Il nous paraît essentiel d’enseigner et donner de la place à la crise et à l’urgence (l’idéation suicidaire, la perte d’emploi, la délire, la décompensation psychotique et/ou dépressive, les pulsions homicides, les états de régression), mais en l’englobant dans un tout qui est le patient. Le psychothérapeute ne peut faire d’impasse ni de la crise, ni du continuum du processus. En médecine, les hyperspécialisations sont indispensables et comportent également un risque d’éclatement, de dispersion de l’individu patient en un morcèlement du soin tel qu’il pourrait risquer de perdre sa propre identité. De même, beaucoup de jeunes généralistes se spécialisent uniquement dans l’urgence, limitant ainsi de manière compréhensible, leur nombre d’heures de travail et ne devant plus assumer le continuum des soins de base, sectorisant également le patient dans sa prise en charge. En psychothérapie, l’arrivée de nouvelles techniques dérivées de découvertes des neurosciences amène certes un soulagement d’un nombre spécifique de plaintes mais risque également de sectoriser le soin et de ne plus poser ce regard holistique, global, humanisant l’ensemble de l’être souffrant en face de nous.
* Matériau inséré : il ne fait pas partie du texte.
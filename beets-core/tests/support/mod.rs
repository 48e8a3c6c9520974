//! In-process stand-in for the beets backend API.

use std::collections::HashMap;

use axum::extract::{Path, Query};
use axum::http::StatusCode;
use axum::response::IntoResponse;
use axum::routing::{get, post};
use axum::{Json, Router};
use serde_json::{json, Value};

pub const LIBRARY_TOTAL: u64 = 120;

/// Start the stub on an ephemeral port and return its base URL.
pub async fn spawn_backend() -> String {
    let listener = tokio::net::TcpListener::bind("127.0.0.1:0")
        .await
        .expect("bind stub backend");
    let addr = listener.local_addr().expect("stub address");
    tokio::spawn(async move {
        axum::serve(listener, router()).await.ok();
    });
    format!("http://{}", addr)
}

fn router() -> Router {
    Router::new()
        .route("/api/library", get(library))
        .route("/api/search", get(search))
        .route("/api/artists", get(artists))
        .route("/api/albums", get(albums))
        .route("/api/item/:id", get(item))
        .route("/api/albumart/:id", get(album_art))
        .route("/api/command", post(command))
        .route("/api/import", post(import))
        .route("/api/connection/mode", get(connection_mode))
        .route("/api/beets/check_paths", get(check_paths))
        .route("/api/beets/info", get(info))
        .route("/api/beets/plugins", get(plugins))
        .route("/api/beets/config", get(config).post(update_config))
        .route("/api/beets/reset", post(reset))
        .route("/api/beets/initialize", post(initialize))
}

fn error(status: StatusCode, message: &str) -> (StatusCode, Json<Value>) {
    (status, Json(json!({ "error": message })))
}

/// Items are titled `{sort}-{page}-{n}` so tests can see what was asked for.
async fn library(Query(params): Query<HashMap<String, String>>) -> impl IntoResponse {
    let page: u64 = params.get("page").and_then(|p| p.parse().ok()).unwrap_or(1);
    let limit: u64 = params.get("limit").and_then(|l| l.parse().ok()).unwrap_or(50);
    let sort = params.get("sort").cloned().unwrap_or_default();

    let start = (page - 1) * limit;
    let end = (start + limit).min(LIBRARY_TOTAL);
    let items: Vec<Value> = (start..end.max(start))
        .map(|i| {
            json!({
                "id": i + 1,
                "title": format!("{}-{}-{}", sort, page, i + 1),
                "artist": "Stub Artist",
                "album": "Stub Album",
                "year": 2001,
                "length": 200.0,
                "length_formatted": "3:20",
                "format": "MP3",
                "bitrate": 256000
            })
        })
        .collect();
    Json(json!({ "items": items, "total": LIBRARY_TOTAL }))
}

async fn search(Query(params): Query<HashMap<String, String>>) -> impl IntoResponse {
    let query = params.get("query").cloned().unwrap_or_default();
    if query == "boom" {
        return error(StatusCode::INTERNAL_SERVER_ERROR, "database is locked").into_response();
    }
    Json(json!({ "results": [{ "id": 9, "title": query }] })).into_response()
}

async fn artists() -> impl IntoResponse {
    Json(json!({ "artists": ["Low", null, "", "Miles Davis"] }))
}

async fn albums(Query(params): Query<HashMap<String, String>>) -> impl IntoResponse {
    let artist = params.get("artist").cloned().unwrap_or_default();
    Json(json!({
        "albums": [
            { "album": "Kind of Blue", "artist": artist, "albumartist": artist, "year": 1959 },
            { "album": "Sketches of Spain", "artist": artist, "albumartist": null, "year": 1960 }
        ]
    }))
}

async fn item(Path(id): Path<i64>) -> impl IntoResponse {
    if id == 42 {
        Json(json!({
            "id": 42,
            "title": "X",
            "artist": "Y",
            "album": "Z",
            "track": 3,
            "length": 245.2,
            "bitrate": 320000,
            "path": "/music/Y/Z/03 X.flac"
        }))
    } else {
        Json(Value::Null)
    }
}

async fn album_art(Path(id): Path<i64>) -> impl IntoResponse {
    match id {
        42 => Json(json!({ "albumArt": "iVBORw0KGgoAAAANSUhEUgAAAAEAAAAB" })).into_response(),
        7 => Json(json!({ "albumArt": null })).into_response(),
        _ => (StatusCode::INTERNAL_SERVER_ERROR, "art backend exploded").into_response(),
    }
}

async fn command(Json(body): Json<Value>) -> impl IntoResponse {
    let command = body["command"].as_str().unwrap_or_default().trim().to_string();
    if command.is_empty() {
        return error(StatusCode::BAD_REQUEST, "No command provided").into_response();
    }
    let failed = command.starts_with("modify");
    Json(json!({
        "result": {
            "success": !failed,
            "stdout": format!("ran {}\n", command),
            "stderr": if failed { "no matching items" } else { "" },
            "returncode": if failed { 1 } else { 0 }
        }
    }))
    .into_response()
}

async fn import(Json(body): Json<Value>) -> impl IntoResponse {
    let path = body["path"].as_str().unwrap_or_default();
    Json(json!({
        "result": { "success": false, "message": format!("Path does not exist: {}", path) }
    }))
}

async fn connection_mode() -> impl IntoResponse {
    Json(json!({ "mode": "remote", "remote_config": { "host": "nas.local", "port": 22 } }))
}

async fn check_paths() -> impl IntoResponse {
    Json(json!({
        "beets_installed": true,
        "config_exists": true,
        "db_exists": false,
        "config_path": "/home/stub/.config/beets/config.yaml",
        "db_path": "/home/stub/.config/beets/library.db"
    }))
}

async fn info() -> impl IntoResponse {
    Json(json!({ "version": "1.6.0", "python": "3.11" }))
}

async fn plugins() -> impl IntoResponse {
    Json(json!(["fetchart", "lyrics"]))
}

async fn config() -> impl IntoResponse {
    Json(json!({ "directory": "~/Music", "import": { "copy": true } }))
}

async fn update_config(Json(body): Json<Value>) -> impl IntoResponse {
    if body.get("directory").is_none() {
        return error(StatusCode::BAD_REQUEST, "directory is required").into_response();
    }
    Json(json!({ "success": true })).into_response()
}

async fn reset() -> impl IntoResponse {
    Json(json!({ "success": true, "message": "Database reset. Backup saved." }))
}

async fn initialize() -> impl IntoResponse {
    Json(json!({ "success": false, "message": "Database already exists" }))
}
Porter un regard systémique nous éloigne de la conception médicale stricte (cause – effet) pour envisager la problématique du patient sous un angle de circularité et d’évolutivité. Il permet aussi d’admettre l’importance des micro-changements qui modifient considérablement ces systèmes familiaux ou ces souffrances psychosomatiques.
Sommes-nous partisans ou non de la prise de distance par rapport au strict diagnostic psychiatrique enfermant la personne avec une étiquette qui va lui coller à la peau, à sa labellisation avec son danger de réductionnisme et de psychologisation ?
Ajoutons le danger d’une réponse médicamenteuse univoque à la souffrance psychique en minimisant ou supprimant l’importance du psychisme comme vecteur de changement et d’amélioration.
Le contexte – la relation soignant-soigné
Notre position clinique de bas accentue l’importance de la relation soignant-soigné et la nécessité d’un partenariat même si la relation reste asymétrique. Vont donc en découler les questions relatives aux mouvements transférentiels et contre-transférentiels ou dus à la relation réelle entre ces deux partenaires de la relation.
Nous insistons sur l’importance du réseau de santé avec l’inscription du psychothérapeute et du médecin dans ce réseau de santé plus large de l’art de guérir. Cela nécessite de la collaboration et de la coordination, ainsi que de la transmission des données importantes dans le respect du secret médical et du contenu de l’intime. Médecin de famille, médecin psychiatre, psychologue du PMS, psychologue et médecin du travail, médecin conseil de la mutuelle, etc. se doivent de collaborer.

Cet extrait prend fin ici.